Solar

Photovoltaic panels (PV) - are best known as a method for generating electric power by using solar cells packaged in photovoltaic modules, often electrically connected in multiples as solar photovoltaic arrays to convert energy from the sun into electricity.

Simple explanation - Solar Panels use light energy (photons) from the sun to generate electricity. The majority of modules use wafer-based crystalline silicon cells or a thin-film cell based on cadmium telluride or silicon.
Most modules are rigid, but there are some flexible modules available, based on thin-film cells. Electrical connections are made in series to achieve a desired output voltage and/or in parallel to provide a desired amount of current source capability.

Depending on construction the photovoltaic can cover a range of frequencies of light and can produce electricity from them, but sometimes cannot cover the entire solar spectrum (specifically, ultraviolet, infrared and low or diffused light). Hence much of incident sunlight energy is wasted when used for solar panels, although they can give far higher efficiencies if illuminated with monochromatic light. Sunlight conversion rates (module efficiencies) can vary from 5-18% in commercial production, that can be lower than cell conversion.

Third generation solar cells are advanced thin-film cells.They produce high-efficiency conversion at low cost.

Module performance and lifetime
Module performance is generally rated under Standard Test Conditions (STC) : irradiance of 1000 W/m², solar spectrum of AM 1.5 and module temperature at
25°C.

Electrical characteristics include nominal power (PMAX, measured in W), open circuit voltage (VOC), short circuit current (ISC, measured in Amperes), maximum power voltage (VMPP), maximum power current (IMPP) and module efficiency (%). In kWp, kW is kilowatt and the p means “peak” as peak performance.
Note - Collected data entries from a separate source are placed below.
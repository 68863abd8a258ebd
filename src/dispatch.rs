//! Delivery of frames to consumer sinks.
//!
//! A [`Dispatcher`] holds up to two sinks. The immediate sink runs inline on
//! the producer for every frame; the deferred sink is posted to a consumer
//! context through a [`ContextHandle`] and runs there later, in emission
//! order.
//!
//! Sinks are user code. A sink that returns an error or panics is logged and
//! counted at this boundary and never affects delivery of later frames.

use std::{
    fmt,
    panic::{self, AssertUnwindSafe},
    sync::Arc,
};

use tracing::{error, warn};

use crate::{
    context::ContextHandle,
    error::SinkResult,
    frame::Frame,
    metrics::{self, Sink},
    panic::format_panic,
};

/// Sink invoked synchronously on the producer.
pub type ImmediateSink = Box<dyn FnMut(Frame) -> SinkResult + Send + 'static>;

/// Sink invoked on the consumer context.
pub type DeferredSink = Arc<dyn Fn(Frame) -> SinkResult + Send + Sync + 'static>;

/// Counters kept by a [`Dispatcher`].
#[derive(Clone, Copy, Debug, Default, PartialEq, Eq)]
pub struct DeliveryStats {
    /// Frames passed to [`Dispatcher::deliver`].
    pub delivered: u64,
    /// Immediate sink invocations that failed or panicked.
    pub immediate_failures: u64,
    /// Deferred deliveries lost because the consumer context was closed.
    pub dropped_posts: u64,
}

struct Deferred {
    handle: ContextHandle,
    sink: DeferredSink,
}

/// Fans each frame out to the configured sinks.
#[derive(Default)]
pub struct Dispatcher {
    immediate: Option<ImmediateSink>,
    deferred: Option<Deferred>,
    stats: DeliveryStats,
}

impl fmt::Debug for Dispatcher {
    fn fmt(&self, f: &mut fmt::Formatter<'_>) -> fmt::Result {
        f.debug_struct("Dispatcher")
            .field("immediate", &self.immediate.is_some())
            .field("deferred", &self.deferred.is_some())
            .field("stats", &self.stats)
            .finish()
    }
}

impl Dispatcher {
    /// Create a dispatcher with no sinks.
    #[must_use]
    pub fn new() -> Self { Self::default() }

    /// Install the immediate sink, replacing any previous one.
    #[must_use]
    pub fn with_immediate<F>(mut self, sink: F) -> Self
    where
        F: FnMut(Frame) -> SinkResult + Send + 'static,
    {
        self.immediate = Some(Box::new(sink));
        self
    }

    /// Install the deferred sink and the context it runs on, replacing any
    /// previous one.
    #[must_use]
    pub fn with_deferred<F>(mut self, handle: ContextHandle, sink: F) -> Self
    where
        F: Fn(Frame) -> SinkResult + Send + Sync + 'static,
    {
        self.deferred = Some(Deferred {
            handle,
            sink: Arc::new(sink),
        });
        self
    }

    /// Hand `frame` to the immediate sink, then post it to the deferred sink.
    pub fn deliver(&mut self, frame: Frame) {
        self.stats.delivered += 1;

        if let Some(immediate) = self.immediate.as_mut() {
            let now = frame.clone();
            if !invoke(Sink::Immediate, || immediate(now)) {
                self.stats.immediate_failures += 1;
            }
        }

        if let Some(deferred) = &self.deferred {
            let sink = Arc::clone(&deferred.sink);
            let size = frame.len();
            if deferred
                .handle
                .post(move || {
                    invoke(Sink::Deferred, || sink(frame));
                })
                .is_err()
            {
                self.stats.dropped_posts += 1;
                warn!(size, "consumer context closed; deferred frame dropped");
            }
        }
    }

    /// Returns true if at least one sink is installed.
    #[must_use]
    pub fn has_sinks(&self) -> bool { self.immediate.is_some() || self.deferred.is_some() }

    /// Counters accumulated since creation.
    #[must_use]
    pub const fn stats(&self) -> DeliveryStats { self.stats }
}

/// Run a sink call, logging failures. Returns false if the sink failed.
fn invoke<F>(sink: Sink, call: F) -> bool
where
    F: FnOnce() -> SinkResult,
{
    match panic::catch_unwind(AssertUnwindSafe(call)) {
        Ok(Ok(())) => true,
        Ok(Err(e)) => {
            metrics::inc_callback_failures(sink);
            warn!(sink = sink.as_str(), error = %e, "frame sink returned an error");
            false
        }
        Err(panic) => {
            metrics::inc_callback_failures(sink);
            error!(
                sink = sink.as_str(),
                panic = %format_panic(panic.as_ref()),
                "frame sink panicked"
            );
            false
        }
    }
}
Solar panels must withstand heat, cold, rain and hail for many years. Many Crystalline silicon module manufacturers offer warranties that guarantee electrical production for 10 years at 90% of rated power output and 25 years at 80%.

Standards
Standard generally used in photovoltaic panels are:

IEC 61215 (crystalline silicon performance).
IEC 61646 (thin film performance)
IEC 61730 (all modules, safety)
UL 1703
CE mark
Electrical Safety Tester (EST) Series (EST-460, EST-22V, EST-22H, EST-110).

Worldwide installed totals
World solar photovoltaic (PV) installations were 2.826 gigawatts peak (GWp) in 2007, and 5.95 gigawatts in 2008, a 110% increase. The three leading countries (Germany, Japan and the US) represent nearly 89% of the total worldwide PV installed capacity.

Germany was the fastest growing major PV market in the world from 2006 to 2007. By 2008, 5.337 GWp of PV was installed, or 35% of the world total. The German PV industry generates over 10 000 jobs in production, distribution and installation. By the end of 2006, nearly 88% of all solar PV installations in the EU were in grid-tied applications in Germany.

Photovoltaic power capacity is measured as maximum power output under standardized test conditions (STC) in "Wp" (Watts peak). The actual power output at a particular point in time may be less than or greater than this standardized, or "rated," value, depending on geographical location, time of day, weather conditions, and other factors.

Solar photovoltaic array capacity factors are typically under 25%, which is lower than many other industrial sources of electricity.Therefore the 2008 installed base peak output would have provided an average output of 3.04 GW. This represented 0.15 percent of global demand at the time.